Lisa Prank is the solo-project stagename of musician Robin Edwards. Photo by Sarah Cass.
Lisa Prank’s first full-length album, Adult Teen, is pop punk personified. Lisa Prank is the solo project of Seattle musician Robin Edwards and the new album, due out on Father/Daughter Records June 24, is polished living-room pop. The album was literally recorded in Edwards’s living room with Julia Shapiro of Chastity Belt singing backup vocals, and Emily Nokes, Bree McKenna, and producer Eric Randall of Tacocat providing additional vocals, bass, and technical help, respectively. “I got to roll out of bed in my pajamas and record an album about my feelings with my friends in my living room,” Edwards says, laughing. These friends and feelings served as inspiration for the record.
Edwards is influenced by pop punk from the early 2000s but flips the script on the often-misogynistic genre, which then had (and still has) a habit of placing women at the root of all lonely, angry, and misunderstood men’s problems. “I rediscovered all the pop punk music I listened to when I was 13, which was a lot of Jimmy Eat World, Blink-182, and Jawbreaker,” says Edwards. “I originally distanced myself from that music because I didn’t see anyone like me represented in the bands that I listened to. Many of the lyrics and beta-boy stuff are problematic, and it bums me out. Yet, I still relate to the song structure, the sound, and some of the feelings brought forward in the music.”

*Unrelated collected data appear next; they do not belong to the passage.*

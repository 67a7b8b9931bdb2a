use rand::{SeedableRng, rngs::StdRng, seq::index};

use crate::accumulator::{FinalBatch, TransitionSink};

/// A single N-step transition copied out of a [`FinalBatch`].
#[derive(Debug, Clone, PartialEq)]
pub struct Transition<A> {
    pub state: Vec<f32>,
    pub action: A,
    /// Discounted N-step return.
    pub reward: f32,
    pub next_state: Vec<f32>,
    /// False when the ship no longer existed at the end of the window.
    pub is_non_terminal: bool,
}

impl<A: Copy> Transition<A> {
    pub fn from_batch(batch: &FinalBatch<A>, row: usize) -> Self {
        Transition {
            state: batch.state.row(row).to_vec(),
            action: batch.action[row],
            reward: batch.reward[row],
            next_state: batch.next_state.row(row).to_vec(),
            is_non_terminal: batch.is_non_terminal[row],
        }
    }
}

/// Fixed-capacity ring buffer of transitions with uniform sampling.
#[derive(Debug)]
pub struct ReplayStore<A> {
    buffer: Vec<Transition<A>>,
    capacity: usize,
    position: usize,
    total_pushed: usize,
    rng: StdRng,
}

impl<A: Copy> ReplayStore<A> {
    /// # Panics
    ///
    /// Panics if `capacity` is zero.
    pub fn new(capacity: usize, seed: u64) -> Self {
        assert!(capacity > 0, "replay capacity must be positive");
        ReplayStore {
            buffer: Vec::with_capacity(capacity),
            capacity,
            position: 0,
            total_pushed: 0,
            rng: StdRng::seed_from_u64(seed),
        }
    }

    /// Add a transition. Overwrites the oldest when full.
    pub fn insert(&mut self, transition: Transition<A>) {
        if self.buffer.len() < self.capacity {
            self.buffer.push(transition);
        } else {
            self.buffer[self.position] = transition;
        }
        self.position = (self.position + 1) % self.capacity;
        self.total_pushed += 1;
    }

    /// Sample a random batch of transitions without replacement.
    pub fn sample(&mut self, batch_size: usize) -> Vec<Transition<A>> {
        assert!(
            batch_size <= self.buffer.len(),
            "Not enough transitions to sample"
        );
        let indices = index::sample(&mut self.rng, self.buffer.len(), batch_size);
        indices.iter().map(|i| self.buffer[i].clone()).collect()
    }

    pub fn len(&self) -> usize {
        self.buffer.len()
    }

    pub fn is_empty(&self) -> bool {
        self.buffer.is_empty()
    }

    pub fn capacity(&self) -> usize {
        self.capacity
    }

    /// Transitions inserted since creation, including overwritten ones.
    pub fn total_pushed(&self) -> usize {
        self.total_pushed
    }

    pub fn iter(&self) -> impl Iterator<Item = &Transition<A>> {
        self.buffer.iter()
    }
}

impl<A: Copy> TransitionSink<A> for ReplayStore<A> {
    fn push(&mut self, batch: &FinalBatch<A>, valid_rows: usize) {
        for row in 0..valid_rows {
            self.insert(Transition::from_batch(batch, row));
        }
    }
}

#[cfg(test)]
mod tests {
    use super::*;

    fn transition(reward: f32) -> Transition<u8> {
        Transition {
            state: vec![0.0; 3],
            action: 1,
            reward,
            next_state: vec![1.0; 3],
            is_non_terminal: true,
        }
    }

    #[test]
    fn test_ring_buffer_overwrites_oldest() {
        let mut store = ReplayStore::new(3, 0);
        for i in 0..5 {
            store.insert(transition(i as f32));
        }
        assert_eq!(store.len(), 3);
        assert_eq!(store.total_pushed(), 5);
        let mut rewards: Vec<f32> = store.iter().map(|t| t.reward).collect();
        rewards.sort_by(f32::total_cmp);
        assert_eq!(rewards, vec![2.0, 3.0, 4.0]);
    }

    #[test]
    fn test_sink_copies_valid_rows_only() {
        let mut batch: FinalBatch<u8> = FinalBatch::new(4, 3);
        batch.reward[0] = 1.5;
        batch.reward[1] = 2.5;
        batch.reward[2] = 9.0;
        batch.action[1] = 4;
        batch.is_non_terminal[0] = true;

        let mut store = ReplayStore::new(10, 0);
        store.push(&batch, 2);
        assert_eq!(store.len(), 2);
        let stored: Vec<_> = store.iter().collect();
        assert_eq!(stored[0].reward, 1.5);
        assert!(stored[0].is_non_terminal);
        assert_eq!(stored[1].action, 4);
        assert!(!stored[1].is_non_terminal);
    }

    #[test]
    fn test_sample_is_seeded() {
        let mut a = ReplayStore::new(50, 7);
        let mut b = ReplayStore::new(50, 7);
        for i in 0..50 {
            a.insert(transition(i as f32));
            b.insert(transition(i as f32));
        }
        let left: Vec<f32> = a.sample(10).iter().map(|t| t.reward).collect();
        let right: Vec<f32> = b.sample(10).iter().map(|t| t.reward).collect();
        assert_eq!(left.len(), 10);
        assert_eq!(left, right);
    }

    #[test]
    #[should_panic(expected = "Not enough transitions")]
    fn test_sample_too_many() {
        let mut store = ReplayStore::new(10, 0);
        store.insert(transition(0.0));
        store.sample(5);
    }
}
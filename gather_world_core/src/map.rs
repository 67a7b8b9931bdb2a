use std::ops::{Index, IndexMut};

use serde::{Deserialize, Serialize};

use crate::{Direction, Position, error::GridError};

/// A 2D grid whose edges wrap around (a torus).
///
/// Stores elements of type `T` in a flat vector using row-major order.
/// Every position produced by [`Grid::step`] is valid, so indexing with a
/// position obtained from the grid itself never panics.
#[derive(Debug, Clone, PartialEq, Serialize, Deserialize)]
pub struct Grid<T> {
    width: usize,
    height: usize,
    cells: Vec<T>,
}

impl<T> Grid<T> {
    /// Creates a new grid with the specified dimensions, filled with default values.
    ///
    /// # Panics
    ///
    /// Panics if `width * height` overflows `usize`.
    pub fn new(width: usize, height: usize) -> Self
    where
        T: Default + Clone,
    {
        let size = width.checked_mul(height).expect("Grid size overflow");
        Grid {
            width,
            height,
            cells: vec![T::default(); size],
        }
    }

    /// Creates a grid filled by a generator function taking `(x, y)`.
    pub fn from_generator<F>(width: usize, height: usize, mut f: F) -> Self
    where
        F: FnMut(usize, usize) -> T,
    {
        let size = width.checked_mul(height).expect("Grid size overflow");
        let mut cells = Vec::with_capacity(size);
        for y in 0..height {
            for x in 0..width {
                cells.push(f(x, y));
            }
        }
        Grid {
            width,
            height,
            cells,
        }
    }

    #[inline]
    pub fn width(&self) -> usize {
        self.width
    }

    #[inline]
    pub fn height(&self) -> usize {
        self.height
    }

    /// Number of cells in the grid.
    #[inline]
    pub fn len(&self) -> usize {
        self.cells.len()
    }

    #[inline]
    pub fn is_empty(&self) -> bool {
        self.cells.is_empty()
    }

    /// Converts a position to a flat vector index, or `None` when out of bounds.
    #[inline]
    pub fn index_of(&self, position: Position) -> Option<usize> {
        if self.contains(position) {
            Some(position.y * self.width + position.x)
        } else {
            None
        }
    }

    #[inline]
    pub fn contains(&self, position: Position) -> bool {
        position.x < self.width && position.y < self.height
    }

    /// Position one step away in `direction`, wrapping around the edges.
    pub fn step(&self, from: Position, direction: Direction) -> Position {
        let (dx, dy) = direction.delta();
        Position {
            x: wrap(from.x, dx, self.width),
            y: wrap(from.y, dy, self.height),
        }
    }

    /// Manhattan distance on the torus: each axis takes the shorter way round.
    pub fn distance(&self, a: Position, b: Position) -> usize {
        let dx = a.x.abs_diff(b.x);
        let dy = a.y.abs_diff(b.y);
        dx.min(self.width - dx) + dy.min(self.height - dy)
    }

    pub fn get(&self, position: Position) -> Option<&T> {
        self.index_of(position).and_then(|index| self.cells.get(index))
    }

    pub fn get_mut(&mut self, position: Position) -> Option<&mut T> {
        self.index_of(position)
            .and_then(move |index| self.cells.get_mut(index))
    }

    /// Sets the value of the cell at `position`.
    pub fn set(&mut self, position: Position, value: T) -> Result<(), GridError> {
        let index = self.index_of(position).ok_or(GridError::OutOfBounds {
            x: position.x,
            y: position.y,
            width: self.width,
            height: self.height,
        })?;
        self.cells[index] = value;
        Ok(())
    }

    /// Returns an iterator over the cells in row-major order.
    pub fn iter(&self) -> impl Iterator<Item = &T> {
        self.cells.iter()
    }

    pub fn iter_mut(&mut self) -> impl Iterator<Item = &mut T> {
        self.cells.iter_mut()
    }

    /// Returns an iterator that yields `(Position, &T)` for each cell.
    pub fn enumerate(&self) -> impl Iterator<Item = (Position, &T)> {
        let width = self.width;
        self.cells
            .iter()
            .enumerate()
            .map(move |(index, cell)| (Position::new(index % width, index / width), cell))
    }

    pub fn as_slice(&self) -> &[T] {
        &self.cells
    }

    pub fn as_mut_slice(&mut self) -> &mut [T] {
        &mut self.cells
    }
}

#[inline]
fn wrap(value: usize, delta: isize, extent: usize) -> usize {
    (value as isize + delta).rem_euclid(extent as isize) as usize
}

impl<T> Index<Position> for Grid<T> {
    type Output = T;

    #[inline]
    fn index(&self, position: Position) -> &Self::Output {
        match self.index_of(position) {
            Some(idx) => &self.cells[idx],
            None => panic!(
                "Grid index ({}, {}) out of bounds for grid size ({}, {})",
                position.x, position.y, self.width, self.height
            ),
        }
    }
}

impl<T> IndexMut<Position> for Grid<T> {
    #[inline]
    fn index_mut(&mut self, position: Position) -> &mut Self::Output {
        let (width, height) = (self.width, self.height);
        match self.index_of(position) {
            Some(idx) => &mut self.cells[idx],
            None => panic!(
                "Grid index ({}, {}) out of bounds for grid size ({}, {})",
                position.x, position.y, width, height
            ),
        }
    }
}
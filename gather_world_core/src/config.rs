use std::path::Path;

use serde::{Deserialize, Serialize};

use crate::error::ConfigError;

/// Top-level configuration, loadable from TOML.
#[derive(Debug, Clone, PartialEq, Serialize, Deserialize)]
#[serde(default)]
pub struct Config {
    pub board: BoardConfig,
    pub reward: RewardConfig,
    pub accumulator: AccumulatorConfig,
    pub replay: ReplayConfig,
    /// Seed for board generation and the random action source.
    pub seed: u64,
}

impl Default for Config {
    fn default() -> Self {
        Config {
            board: BoardConfig::default(),
            reward: RewardConfig::default(),
            accumulator: AccumulatorConfig::default(),
            replay: ReplayConfig::default(),
            seed: 123,
        }
    }
}

/// Rules of the simulated world.
#[derive(Debug, Clone, PartialEq, Serialize, Deserialize)]
#[serde(default)]
pub struct BoardConfig {
    /// Width and height of the (square, toroidal) board.
    pub size: usize,
    pub episode_steps: usize,
    /// Currency the player starts with; also the total halite spread over a
    /// freshly generated board.
    pub starting_halite: f32,
    /// Fraction of a cell's halite a ship collects per tick.
    pub collect_rate: f32,
    /// Multiplicative per-tick regeneration of every cell.
    pub regen_rate: f32,
    pub max_cell_halite: f32,
    pub convert_cost: f32,
    pub spawn_cost: f32,
}

impl Default for BoardConfig {
    fn default() -> Self {
        BoardConfig {
            size: 12,
            episode_steps: 361,
            starting_halite: 5000.0,
            collect_rate: 0.25,
            regen_rate: 0.02,
            max_cell_halite: 500.0,
            convert_cost: 500.0,
            spawn_cost: 500.0,
        }
    }
}

impl BoardConfig {
    /// Upper bound on simultaneously live ships: one per cell.
    pub fn max_ships(&self) -> usize {
        self.size * self.size
    }
}

/// Weight and clip range of a single reward term.
#[derive(Debug, Clone, Copy, PartialEq, Serialize, Deserialize)]
pub struct RewardTerm {
    /// Magnitude of the schedule.
    pub beta: f32,
    /// Decay rate as a fraction of the episode length.
    pub time_beta: f32,
    pub min_clip: f32,
    pub max_clip: f32,
}

#[derive(Debug, Clone, PartialEq, Serialize, Deserialize)]
#[serde(default)]
pub struct RewardConfig {
    pub mine: RewardTerm,
    pub deposit: RewardTerm,
    /// Distance reward is never clipped; its clip bounds are only validated.
    pub distance: RewardTerm,
    pub discovery: RewardTerm,
}

impl Default for RewardConfig {
    fn default() -> Self {
        RewardConfig {
            mine: RewardTerm {
                beta: 2.0,
                time_beta: 0.5,
                min_clip: 0.0,
                max_clip: 5.0,
            },
            deposit: RewardTerm {
                beta: 0.0,
                time_beta: 0.5,
                min_clip: 0.0,
                max_clip: 3.0,
            },
            distance: RewardTerm {
                beta: 0.0,
                time_beta: 0.5,
                min_clip: 0.0,
                max_clip: 1.0,
            },
            discovery: RewardTerm {
                beta: 0.0,
                time_beta: 0.25,
                min_clip: 0.0,
                max_clip: 0.25,
            },
        }
    }
}

#[derive(Debug, Clone, PartialEq, Serialize, Deserialize)]
#[serde(default)]
pub struct AccumulatorConfig {
    /// Number of transitions folded into one N-step return.
    pub multi_step_n: usize,
    pub gamma: f32,
}

impl Default for AccumulatorConfig {
    fn default() -> Self {
        AccumulatorConfig {
            multi_step_n: 6,
            gamma: 0.99,
        }
    }
}

#[derive(Debug, Clone, PartialEq, Serialize, Deserialize)]
#[serde(default)]
pub struct ReplayConfig {
    pub capacity: usize,
    pub batch_size: usize,
}

impl Default for ReplayConfig {
    fn default() -> Self {
        ReplayConfig {
            capacity: 15000,
            batch_size: 32,
        }
    }
}

impl Config {
    /// Load configuration from a TOML file.
    pub fn load(path: &Path) -> Result<Self, ConfigError> {
        let content = std::fs::read_to_string(path).map_err(|e| ConfigError::FileRead {
            path: path.to_path_buf(),
            source: e,
        })?;
        Self::from_toml_str(&content)
    }

    /// Parse and validate configuration from TOML text.
    pub fn from_toml_str(content: &str) -> Result<Self, ConfigError> {
        let config: Config = toml::from_str(content)?;
        config.validate()?;
        Ok(config)
    }

    /// Load configuration from a TOML file, falling back to defaults if the file
    /// does not exist.
    pub fn load_or_default(path: &Path) -> Result<Self, ConfigError> {
        if path.exists() {
            Self::load(path)
        } else {
            tracing::warn!(path = %path.display(), "config file not found, using defaults");
            Ok(Self::default())
        }
    }

    /// Validate configuration values.
    pub fn validate(&self) -> Result<(), ConfigError> {
        let board = &self.board;
        if board.size < 2 {
            return Err(ConfigError::Validation("board.size must be >= 2".into()));
        }
        // The opening convert and spawn take two steps.
        if board.episode_steps < 3 {
            return Err(ConfigError::Validation(
                "board.episode_steps must be >= 3".into(),
            ));
        }
        if !(board.collect_rate > 0.0 && board.collect_rate <= 1.0) {
            return Err(ConfigError::Validation(
                "board.collect_rate must be in (0, 1]".into(),
            ));
        }
        if board.regen_rate < 0.0 {
            return Err(ConfigError::Validation(
                "board.regen_rate must be >= 0".into(),
            ));
        }
        if board.max_cell_halite <= 0.0 {
            return Err(ConfigError::Validation(
                "board.max_cell_halite must be > 0".into(),
            ));
        }
        if board.starting_halite <= 0.0 {
            return Err(ConfigError::Validation(
                "board.starting_halite must be > 0".into(),
            ));
        }

        for (name, term) in [
            ("mine", &self.reward.mine),
            ("deposit", &self.reward.deposit),
            ("distance", &self.reward.distance),
            ("discovery", &self.reward.discovery),
        ] {
            if term.time_beta <= 0.0 {
                return Err(ConfigError::Validation(format!(
                    "reward.{name}.time_beta must be > 0"
                )));
            }
            if term.min_clip > term.max_clip {
                return Err(ConfigError::Validation(format!(
                    "reward.{name}.min_clip must be <= reward.{name}.max_clip"
                )));
            }
        }

        if self.accumulator.multi_step_n == 0 {
            return Err(ConfigError::Validation(
                "accumulator.multi_step_n must be > 0".into(),
            ));
        }
        if self.accumulator.gamma < 0.0 || self.accumulator.gamma > 1.0 {
            return Err(ConfigError::Validation(
                "accumulator.gamma must be in [0, 1]".into(),
            ));
        }
        if self.replay.capacity == 0 {
            return Err(ConfigError::Validation(
                "replay.capacity must be > 0".into(),
            ));
        }
        if self.replay.batch_size > self.replay.capacity {
            return Err(ConfigError::Validation(
                "replay.batch_size must be <= replay.capacity".into(),
            ));
        }
        Ok(())
    }
}
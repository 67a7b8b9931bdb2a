use rand::{Rng, SeedableRng, distr::Bernoulli, rngs::StdRng};
use rand_distr::{Distribution, Gumbel};
use tracing::debug;

use crate::{
    Position,
    config::BoardConfig,
    error::GenerationError,
    map::Grid,
    simulation::GridSimulation,
};

/// Scale of the noise added to every cell of the seed quadrant.
const QUADRANT_NOISE_SCALE: f32 = 300.0;
/// Scale of the extra noise concentrated in the quadrant's inner corner.
const CORNER_NOISE_SCALE: f32 = 500.0;

/// Produces random starting boards whose halite field is mirror-symmetric
/// about both axes. The same seed always yields the same sequence of boards.
#[derive(Debug, Clone)]
pub struct BoardGenerator {
    config: BoardConfig,
    rng: StdRng,
    quadrant_noise: Gumbel<f32>,
    corner_noise: Gumbel<f32>,
    mask: Bernoulli,
}

impl BoardGenerator {
    pub fn new(config: BoardConfig, seed: u64) -> Result<Self, GenerationError> {
        let quadrant_noise =
            Gumbel::new(0.0, QUADRANT_NOISE_SCALE).map_err(|e| GenerationError::Distribution {
                name: "gumbel",
                reason: e.to_string(),
            })?;
        let corner_noise =
            Gumbel::new(0.0, CORNER_NOISE_SCALE).map_err(|e| GenerationError::Distribution {
                name: "gumbel",
                reason: e.to_string(),
            })?;
        let mask = Bernoulli::new(0.5).map_err(|e| GenerationError::Distribution {
            name: "bernoulli",
            reason: e.to_string(),
        })?;
        Ok(BoardGenerator {
            config,
            rng: StdRng::seed_from_u64(seed),
            quadrant_noise,
            corner_noise,
            mask,
        })
    }

    /// Generates a fresh board with a single ship at its centre.
    pub fn next_board(&mut self) -> Result<GridSimulation, GenerationError> {
        let size = self.config.size;
        let quadrant = self.quadrant();

        let mut simulation = GridSimulation::new(self.config.clone());
        *simulation.halite_mut() = mirror(&quadrant, size);

        simulation.add_ship(Position::new(size / 2, size / 2))?;
        debug!(
            size,
            total = simulation.halite().iter().sum::<f32>(),
            "generated board"
        );
        Ok(simulation)
    }

    /// Builds the top-left `half x half` quadrant, normalised so that the
    /// mirrored board holds roughly `starting_halite` in total.
    fn quadrant(&mut self) -> Grid<f32> {
        let half = self.config.size / 2 + 1;
        let fourth = half / 4;
        let mut quadrant: Grid<f32> = Grid::new(half, half);

        for i in 0..half {
            let value = (i * i) as f32;
            let x = self.rng.random_range(0..half - 1);
            let y = self.rng.random_range(0..half - 1);
            quadrant[Position::new(x, y)] = value;
            let x = self.rng.random_range(half / 2..half);
            let y = self.rng.random_range(half / 2..half);
            quadrant[Position::new(x, y)] = value;
        }

        for cell in quadrant.iter_mut() {
            let noise = self.quadrant_noise.sample(&mut self.rng).max(0.0);
            if self.mask.sample(&mut self.rng) {
                *cell += noise;
            }
        }

        for y in half - fourth..half {
            for x in half - fourth..half {
                quadrant[Position::new(x, y)] += self.corner_noise.sample(&mut self.rng).max(0.0);
            }
        }

        let sum: f32 = quadrant.iter().sum();
        if sum > 0.0 {
            let multiplier = self.config.starting_halite / sum / 4.0;
            for cell in quadrant.iter_mut() {
                *cell *= multiplier;
            }
        }
        quadrant
    }
}

/// Copies the quadrant into all four corners of a `size x size` board.
fn mirror(quadrant: &Grid<f32>, size: usize) -> Grid<f32> {
    let mut board = Grid::new(size, size);
    for (position, &value) in quadrant.enumerate() {
        let (x, y) = (position.x, position.y);
        let (mx, my) = (size - x - 1, size - y - 1);
        for (bx, by) in [(x, y), (mx, y), (x, my), (mx, my)] {
            board[Position::new(bx, by)] = value;
        }
    }
    board
}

On “Heart 2 Heart,” Edwards skillfully recreates the touching and archetypal “staying up past curfew” and “deceiving ex” pop punk ballads. Over upbeat, crunchy chords, she sings, “You know all the things I want to do/ Never get close enough and always pine for you.” Another standout is the slowed-down break-up anthem “Turn It Up.” On the track, Edwards sings, “I have a place in my heart now that’s just my own/ Keep hoping growing up isn’t growing old/ I’d rather be lonely than belong to anyone.” Through sentimental riffs and heartwarming vocals, Edwards is able to show that the emotions of confusion, angst, and broken hearts, though often focused on teenage boys, are universal.
When I saw her perform in Seattle in 2014, Lisa Prank took the stage, her face framed by plastic barrettes and sporting a construction-paper crown. The atmosphere, nostalgic and dreamy, was reminiscent of a middle school dance. In the glow of twinkling multicolored Christmas lights, Edwards covers Blink-182’s “Dammit.” Bubbly synths provide a spin on the angry breakup anthem. The simple song structure and the glistening tinsel are in perfect match: charmingly awkward and undeniably relatable. Prank’s performance invokes a charismatic and whimsical sincerity, one that is rare and contrasts the fad-focused irony that's trendy right now in the indie scene.
Emotional authenticity is the current that runs through Edwards’s songs, meaning feeeeeeelings are at the forefront of this album. Often in the indie scene, it’s easier to snark than to be sincere. “I used to be a lot more closed off talking about my feelings, specifically what I needed and wanted from people,” says Edwards. “Working on this record was an exercise for me to fearlessly feel, as I think that there is power in being emotionally vulnerable.” Lisa Prank’s lyricism serves as a reclamation of male-dominated pop punk’s past and a reminder that expressing your emotions is not a sign of weakness. Edwards finds inspiration in talk albums as disparate as Blink-182’s Enema of the State and Kathleen Hanna’s Julie Ruin. Although these musicians seem astronomically incompatible, they share a similar collective noisy angst. On Adult Teen, Edwards draws from this youthful sensitivity and reshapes it into something that is entirely her own, showing us that there is power and beauty within raw emotion, self-awareness, and compassion.